Following the disastrous war against Red Cloud’s Bad Faces in 1866-67,† the army abandoned its three northernmost posts along the Bozeman Road into Montana Territory and ceded to the wild tribes all rights to the Black Hills as well as their beloved hunting grounds along the Tongue, the Powder, and the Rosebud.
But two years ago gold had been discovered among those streams and pine-draped hills the Lakota called their Paha Sapa—the white man’s precious yellow rocks found dangerously near the sacred Bear Butte where the Northern Cheyenne for generations had come to seek the wisdom taught their grandfathers in vision quests. Crazed prospectors who would rather take the chance of being scalped than live poor flooded into the Hills where the gulches of the Spearfish and Deadwood and Rapid creeks bustled with the profane placer camps like Deadwood City itself, each new tent and clapboard settlement filled with gamblers and the gaudy, painted women, gold camps overflowing in whiskey and blood, camps deafening with the sound of pistols fired in anger and avarice. Gold dust was the currency, whiskey the lifeblood. Quartz and placer claims were worshiped as most precious above all. And life was cheap.
This was a fever the government would not be able to deny.

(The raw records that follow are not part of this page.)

//! Computed geometry of one section.
//!
//! A `LayoutSection` owns its rows, supplementary items, placeholder and
//! decorations. Frames are stored unpinned; pinning only records an override
//! for the vertical position of headers and the global background.

use gridline_core::{kinds, z_index, Color, IndexPath, Rect, SectionIndex};
use indexmap::IndexMap;
use smallvec::SmallVec;

use crate::attributes::LayoutAttributes;
use crate::builder::SectionStyle;
use crate::description::{LayoutBounds, LayoutPlaceholder, SupplementaryItem};
use crate::metrics::{SectionMetrics, SupplementaryKind};
use crate::placement::ColumnGrid;

/// Index of the top section separator decoration.
pub const SECTION_SEPARATOR_TOP: usize = 0;
/// Index of the bottom section separator decoration.
pub const SECTION_SEPARATOR_BOTTOM: usize = 1;

/// A placed cell.
#[derive(Debug, Clone, PartialEq)]
pub struct LayoutItem {
    pub section_index: SectionIndex,
    pub item_index: usize,
    pub row_index: usize,
    pub column_index: usize,
    pub frame: Rect,
    pub has_estimated_height: bool,
    /// Dragged items keep a frame but take no slot and no row height.
    pub is_dragged: bool,
}

impl LayoutItem {
    pub fn index_path(&self) -> IndexPath {
        IndexPath::new(self.section_index, self.item_index)
    }

    fn attributes(&self, metrics: &SectionMetrics) -> LayoutAttributes {
        let mut attributes = LayoutAttributes::cell(self.index_path(), self.frame, z_index::DEFAULT);
        attributes.column_index = Some(self.column_index);
        attributes.has_estimated_height = self.has_estimated_height;
        attributes.background_color = metrics.background_color();
        attributes.selected_background_color = metrics.selected_background_color();
        attributes
    }
}
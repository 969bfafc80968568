//! Engine configuration.

use gridline_core::Color;

/// Colors used for metrics that a section leaves undefined.
#[derive(Debug, Clone, Copy, PartialEq)]
#[cfg_attr(feature = "serde", derive(serde::Serialize, serde::Deserialize))]
#[cfg_attr(feature = "serde", serde(default))]
pub struct Theme {
    pub background_color: Color,
    pub selected_background_color: Color,
    pub separator_color: Color,
    pub section_separator_color: Color,
}

impl Default for Theme {
    fn default() -> Self {
        Self {
            background_color: Color::WHITE,
            selected_background_color: Color::white(235.0 / 255.0, 1.0),
            separator_color: Color::white(204.0 / 255.0, 1.0),
            section_separator_color: Color::white(204.0 / 255.0, 1.0),
        }
    }
}

/// Options for layout computation.
#[derive(Debug, Clone, PartialEq)]
#[cfg_attr(feature = "serde", derive(serde::Serialize, serde::Deserialize))]
#[cfg_attr(feature = "serde", serde(default))]
pub struct LayoutOptions {
    /// Thickness of separator lines (one device pixel in points)
    pub hairline: f64,
    /// Fallback colors for undefined metrics
    pub theme: Theme,
}

impl Default for LayoutOptions {
    fn default() -> Self {
        Self {
            hairline: 1.0,
            theme: Theme::default(),
        }
    }
}

impl LayoutOptions {
    /// Options for a display with the given pixel density.
    pub fn for_scale(scale: f64) -> Self {
        let hairline = if scale > 0.0 { 1.0 / scale } else { 1.0 };
        Self {
            hairline,
            ..Default::default()
        }
    }

    pub fn with_theme(mut self, theme: Theme) -> Self {
        self.theme = theme;
        self
    }
}

#[cfg(test)]
mod tests {
    use super::*;

    #[test]
    fn test_hairline_for_scale() {
        assert_eq!(LayoutOptions::for_scale(2.0).hairline, 0.5);
        assert_eq!(LayoutOptions::for_scale(0.0).hairline, 1.0);
        assert_eq!(LayoutOptions::default().hairline, 1.0);
    }
}
//! Section and layout builders.
//!
//! A section is built top to bottom in one pass: headers, then either the
//! placeholder or the rows of cells, then footers. Grid sections add
//! auxiliary columns beside the cells. `SectionedLayoutBuilder` stacks the
//! sections into a `LayoutInfo` and finalizes it.

use gridline_core::{LayoutError, Point, Rect};

use crate::container::LayoutInfo;
use crate::description::{LayoutBounds, LayoutDescription, SectionDescription};
use crate::measure::{LayoutMeasuring, Sizing};
use crate::metrics::{SectionMetrics, SupplementaryKind};
use crate::options::LayoutOptions;
use crate::placement::{ColumnGrid, RowPlacement};
use crate::section::{LayoutSection, LayoutSupplementaryItem};

/// How a section arranges its cells.
#[derive(Debug, Clone, Copy, PartialEq, Eq, Hash, Default)]
#[cfg_attr(feature = "serde", derive(serde::Serialize, serde::Deserialize))]
pub enum SectionStyle {
    /// Columns with interitem spacing, row spacing and auxiliary columns
    #[default]
    Grid,
    /// Evenly divided columns, no spacing
    Table,
}

impl SectionStyle {
    pub fn builder(self) -> &'static dyn SectionBuilder {
        match self {
            SectionStyle::Grid => &GridSectionBuilder,
            SectionStyle::Table => &TableSectionBuilder,
        }
    }
}

/// Builds the geometry of one section.
pub trait SectionBuilder {
    fn make_section(
        &self,
        description: &SectionDescription,
        bounds: LayoutBounds,
        options: &LayoutOptions,
        sizing: &mut Sizing<'_>,
    ) -> LayoutSection;
}

/// Builds a complete layout from a description.
pub trait LayoutBuilder {
    fn make_layout_info(
        &self,
        description: &LayoutDescription,
        origin: Point,
        sizing: &mut Sizing<'_>,
    ) -> Result<LayoutInfo, LayoutError>;
}

#[derive(Debug, Clone, Copy, Default)]
pub struct GridSectionBuilder;

#[derive(Debug, Clone, Copy, Default)]
pub struct TableSectionBuilder;

impl SectionBuilder for GridSectionBuilder {
    fn make_section(
        &self,
        description: &SectionDescription,
        bounds: LayoutBounds,
        options: &LayoutOptions,
        sizing: &mut Sizing<'_>,
    ) -> LayoutSection {
        let Some(metrics) = resolved_metrics(description, options) else {
            return empty_section(description, bounds, options);
        };

        let origin = bounds.origin;
        let width = bounds.width;
        let padding = metrics.padding();
        let left_width = metrics.left_auxiliary_column_width();
        let right_width = metrics.right_auxiliary_column_width();
        let aux_spacing = metrics.auxiliary_column_spacing();

        let mut section = LayoutSection::new(
            description.section_index,
            SectionStyle::Grid,
            metrics,
            bounds,
            options.hairline,
        );
        section.number_of_items = description.number_of_items;

        let header_stack = SupplementaryStack::new(origin.x, width);
        let content_top =
            header_stack.place(&mut section, description, SupplementaryKind::Header, origin.y, sizing);

        let cell_x = origin.x + left_width + padding.left;
        let cell_width = (width - left_width - right_width - padding.horizontal()).max(0.0);
        section.grid = ColumnGrid::new(cell_x, cell_width, &section.metrics);

        let placement = RowPlacement::new(section.section_index, section.grid, &section.metrics, options.hairline)
            .with_phantom_cell(
                description
                    .phantom_cell_index
                    .map(|index| (index, description.phantom_cell_size)),
            )
            .with_dragged_item(description.dragged_item_index);
        let cells_bottom = place_content(&mut section, description, &placement, content_top, sizing);

        let left_bottom = SupplementaryStack::new(origin.x, left_width)
            .with_spacing(aux_spacing)
            .place(&mut section, description, SupplementaryKind::LeftAuxiliary, content_top, sizing);
        let right_bottom = SupplementaryStack::new(origin.x + width - right_width, right_width)
            .with_spacing(aux_spacing)
            .place(&mut section, description, SupplementaryKind::RightAuxiliary, content_top, sizing);

        let content_bottom = cells_bottom.max(left_bottom).max(right_bottom);
        section.content_frame = Rect::new(origin.x, content_top, width, content_bottom - content_top);

        let bottom = header_stack.place(&mut section, description, SupplementaryKind::Footer, content_bottom, sizing);
        section.frame.height = bottom - origin.y;

        section.update_column_separators();
        section.update_backgrounds();

        log::debug!(
            "grid section {}: {} items in {} rows, height {}",
            section.section_index,
            section.number_of_items,
            section.rows.len(),
            section.frame.height
        );
        section
    }
}

impl SectionBuilder for TableSectionBuilder {
    fn make_section(
        &self,
        description: &SectionDescription,
        bounds: LayoutBounds,
        options: &LayoutOptions,
        sizing: &mut Sizing<'_>,
    ) -> LayoutSection {
        let Some(metrics) = resolved_metrics(description, options) else {
            return empty_section(description, bounds, options);
        };

        let origin = bounds.origin;
        let width = bounds.width;
        let padding = metrics.padding();

        let mut section = LayoutSection::new(
            description.section_index,
            SectionStyle::Table,
            metrics,
            bounds,
            options.hairline,
        );
        section.number_of_items = description.number_of_items;

        let stack = SupplementaryStack::new(origin.x, width);
        let content_top = stack.place(&mut section, description, SupplementaryKind::Header, origin.y, sizing);

        section.grid = ColumnGrid::even(
            origin.x + padding.left,
            (width - padding.horizontal()).max(0.0),
            section.metrics.column_count(),
            section.metrics.cell_layout_order(),
        );
        let placement = RowPlacement::new(section.section_index, section.grid, &section.metrics, options.hairline)
            .with_row_spacing(0.0)
            .with_phantom_cell(
                description
                    .phantom_cell_index
                    .map(|index| (index, description.phantom_cell_size)),
            )
            .with_dragged_item(description.dragged_item_index);
        let content_bottom = place_content(&mut section, description, &placement, content_top, sizing);
        section.content_frame = Rect::new(origin.x, content_top, width, content_bottom - content_top);

        let bottom = stack.place(&mut section, description, SupplementaryKind::Footer, content_bottom, sizing);
        section.frame.height = bottom - origin.y;
        section.update_backgrounds();

        log::debug!(
            "table section {}: {} items in {} rows, height {}",
            section.section_index,
            section.number_of_items,
            section.rows.len(),
            section.frame.height
        );
        section
    }
}
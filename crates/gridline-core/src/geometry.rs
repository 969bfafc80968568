//! Geometry primitives.
//!
//! All coordinates live in a 2D plane with y increasing downward. Rectangles
//! store their origin and size directly, which keeps offset propagation
//! during incremental layout a matter of adding to `y`.

use glam::DVec2;

/// A point in layout coordinates.
#[derive(Debug, Clone, Copy, Default, PartialEq)]
#[cfg_attr(feature = "serde", derive(serde::Serialize, serde::Deserialize))]
pub struct Point {
    pub x: f64,
    pub y: f64,
}

impl Point {
    pub const ZERO: Point = Point { x: 0.0, y: 0.0 };

    pub const fn new(x: f64, y: f64) -> Self {
        Self { x, y }
    }
}

impl From<DVec2> for Point {
    fn from(v: DVec2) -> Self {
        Point::new(v.x, v.y)
    }
}

impl From<Point> for DVec2 {
    fn from(p: Point) -> Self {
        DVec2::new(p.x, p.y)
    }
}

/// A width/height pair.
#[derive(Debug, Clone, Copy, Default, PartialEq)]
#[cfg_attr(feature = "serde", derive(serde::Serialize, serde::Deserialize))]
pub struct Size {
    pub width: f64,
    pub height: f64,
}

impl Size {
    pub const ZERO: Size = Size { width: 0.0, height: 0.0 };

    pub const fn new(width: f64, height: f64) -> Self {
        Self { width, height }
    }
}

/// Axis-aligned rectangle.
#[derive(Debug, Clone, Copy, Default, PartialEq)]
#[cfg_attr(feature = "serde", derive(serde::Serialize, serde::Deserialize))]
pub struct Rect {
    pub x: f64,
    pub y: f64,
    pub width: f64,
    pub height: f64,
}

impl Rect {
    pub const ZERO: Rect = Rect { x: 0.0, y: 0.0, width: 0.0, height: 0.0 };

    /// Create a rectangle with position and size.
    pub const fn new(x: f64, y: f64, width: f64, height: f64) -> Self {
        Self { x, y, width, height }
    }

    /// Create a rectangle from an origin and a size.
    pub fn from_origin_size(origin: Point, size: Size) -> Self {
        Self::new(origin.x, origin.y, size.width, size.height)
    }

    pub fn origin(&self) -> Point {
        Point::new(self.x, self.y)
    }

    pub fn size(&self) -> Size {
        Size::new(self.width, self.height)
    }

    /// Get the top edge.
    pub fn min_y(&self) -> f64 {
        self.y
    }

    /// Get the bottom edge (y + height).
    pub fn max_y(&self) -> f64 {
        self.y + self.height
    }

    /// Get the right edge (x + width).
    pub fn max_x(&self) -> f64 {
        self.x + self.width
    }

    pub fn is_empty(&self) -> bool {
        self.width <= 0.0 || self.height <= 0.0
    }

    /// Check if a point is inside the rectangle.
    pub fn contains(&self, point: Point) -> bool {
        point.x >= self.x && point.x <= self.max_x() && point.y >= self.y && point.y <= self.max_y()
    }

    /// Check whether `other` lies entirely within this rectangle.
    ///
    /// A small tolerance absorbs accumulated floating point error.
    pub fn contains_rect(&self, other: &Rect) -> bool {
        const EPSILON: f64 = 1e-6;
        other.x >= self.x - EPSILON
            && other.y >= self.y - EPSILON
            && other.max_x() <= self.max_x() + EPSILON
            && other.max_y() <= self.max_y() + EPSILON
    }

    /// Whether the two rectangles share any area.
    pub fn intersects(&self, other: &Rect) -> bool {
        self.intersect(other).is_some()
    }

    /// Compute intersection with another rectangle.
    pub fn intersect(&self, other: &Rect) -> Option<Rect> {
        let x1 = self.x.max(other.x);
        let y1 = self.y.max(other.y);
        let x2 = self.max_x().min(other.max_x());
        let y2 = self.max_y().min(other.max_y());

        if x1 < x2 && y1 < y2 {
            Some(Rect::new(x1, y1, x2 - x1, y2 - y1))
        } else {
            None
        }
    }

    /// Compute union (bounding box) with another rectangle.
    pub fn union(&self, other: &Rect) -> Rect {
        let x1 = self.x.min(other.x);
        let y1 = self.y.min(other.y);
        let x2 = self.max_x().max(other.max_x());
        let y2 = self.max_y().max(other.max_y());
        Rect::new(x1, y1, x2 - x1, y2 - y1)
    }

    /// Shrink the rectangle by the given insets.
    pub fn inset_by(&self, insets: EdgeInsets) -> Rect {
        Rect::new(
            self.x + insets.left,
            self.y + insets.top,
            self.width - insets.horizontal(),
            self.height - insets.vertical(),
        )
    }

    /// Translate the rectangle by a vector.
    pub fn offset(&self, delta: DVec2) -> Rect {
        Rect::new(self.x + delta.x, self.y + delta.y, self.width, self.height)
    }

    /// Translate the rectangle vertically.
    pub fn offset_y(&self, dy: f64) -> Rect {
        self.offset(DVec2::new(0.0, dy))
    }

    pub fn with_height(mut self, height: f64) -> Rect {
        self.height = height;
        self
    }

    pub fn with_y(mut self, y: f64) -> Rect {
        self.y = y;
        self
    }
}

/// Insets on all four edges.
#[derive(Debug, Clone, Copy, Default, PartialEq)]
#[cfg_attr(feature = "serde", derive(serde::Serialize, serde::Deserialize))]
pub struct EdgeInsets {
    pub top: f64,
    pub left: f64,
    pub bottom: f64,
    pub right: f64,
}

impl EdgeInsets {
    pub const ZERO: EdgeInsets = EdgeInsets { top: 0.0, left: 0.0, bottom: 0.0, right: 0.0 };

    pub const fn new(top: f64, left: f64, bottom: f64, right: f64) -> Self {
        Self { top, left, bottom, right }
    }

    /// Create uniform insets.
    pub const fn uniform(value: f64) -> Self {
        Self::new(value, value, value, value)
    }

    /// Create symmetric insets.
    pub const fn symmetric(horizontal: f64, vertical: f64) -> Self {
        Self::new(vertical, horizontal, vertical, horizontal)
    }

    /// Total horizontal inset.
    pub fn horizontal(&self) -> f64 {
        self.left + self.right
    }

    /// Total vertical inset.
    pub fn vertical(&self) -> f64 {
        self.top + self.bottom
    }

    /// Check that no edge is negative.
    pub fn is_valid(&self) -> bool {
        self.top >= 0.0 && self.left >= 0.0 && self.bottom >= 0.0 && self.right >= 0.0
    }
}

That discovery meant that the populist administration of Sam Grant found itself perched precariously on the sharp horns of an uncomfortable dilemma: to take the Hills away from the Indians, which action would break the law of the land; or, find some way to force the wild tribes themselves to break the treaty they had been living under since 1
868.
In midwinter when the Bureau of Indian Affairs sent runners out from the agencies to inform the warrior bands that they had to be in to the reservations and accounted for, only a select handful of government and military leaders knew the true course already plotted for events yet to come. Secret plans were laid in Washington City that when the hostile bands did not uproot themselves and plod obediently back to the agencies in the dead of winter’s worst, the Indian Bureau would then turn over the disposition of those refractory bands to the War Department. William Tecumseh Sherman and Philip H. Sheridan would then have the war for which they had been waiting a decade, the war they knew would end the struggle on the Plains for all time. Their armies would drive the hostile bands back to the reservations, where the warriors would become farmers and God-fearing wards of the government at long last.
While any who would not go back in peace would be exterminated.
With the 31 January deadline come and gone, the obedient Indian Bureau informed the War Department that the hostiles were now in the army’s lap. Sherman and Sheridan set about putting the cogs of their Sioux Campaign in motion, whereby they would snare the villages between three prongs, three armies, any one of which was surely strong enough to crush the few warriors the Indian agents claimed were off the reservation for that winter. But back in February, General Alfred Terry’s army was winter-locked at Fort Lincoln, and Lieutenant Colonel George Armstrong Custer was to become a political prisoner held hostage back in President Grant’s Washington City, while Colonel John Gibbon’s troops were struggling to move out of Forts Ellis and Shaw in a Montana Territory racked with the snow and subzero cold of a hundred-year winter come to visit its fury on the northern plains.
This left Phil Sheridan with one and only one army capable of moving against the hostiles, capable of probing and penetrating the last great hunting ground of the wild tribes. As Sheridan’s hammer, General George C. Crook hurriedly forged the spearhead of his assault from the Second and Third cavalries and pushed them north from Fort Fetterman that first day of March, pointing their noses toward the land of the Tongue and the Powder, dead on into the brutal, icy torture of an arctic winter visited once in a lifetime on the high plains. Theirs would be the lance the army would use to prod the hostiles loose, to push the hostiles back to the agencies, to deliver the death-strike straight to the heart of those wild tribes. Once and for all time.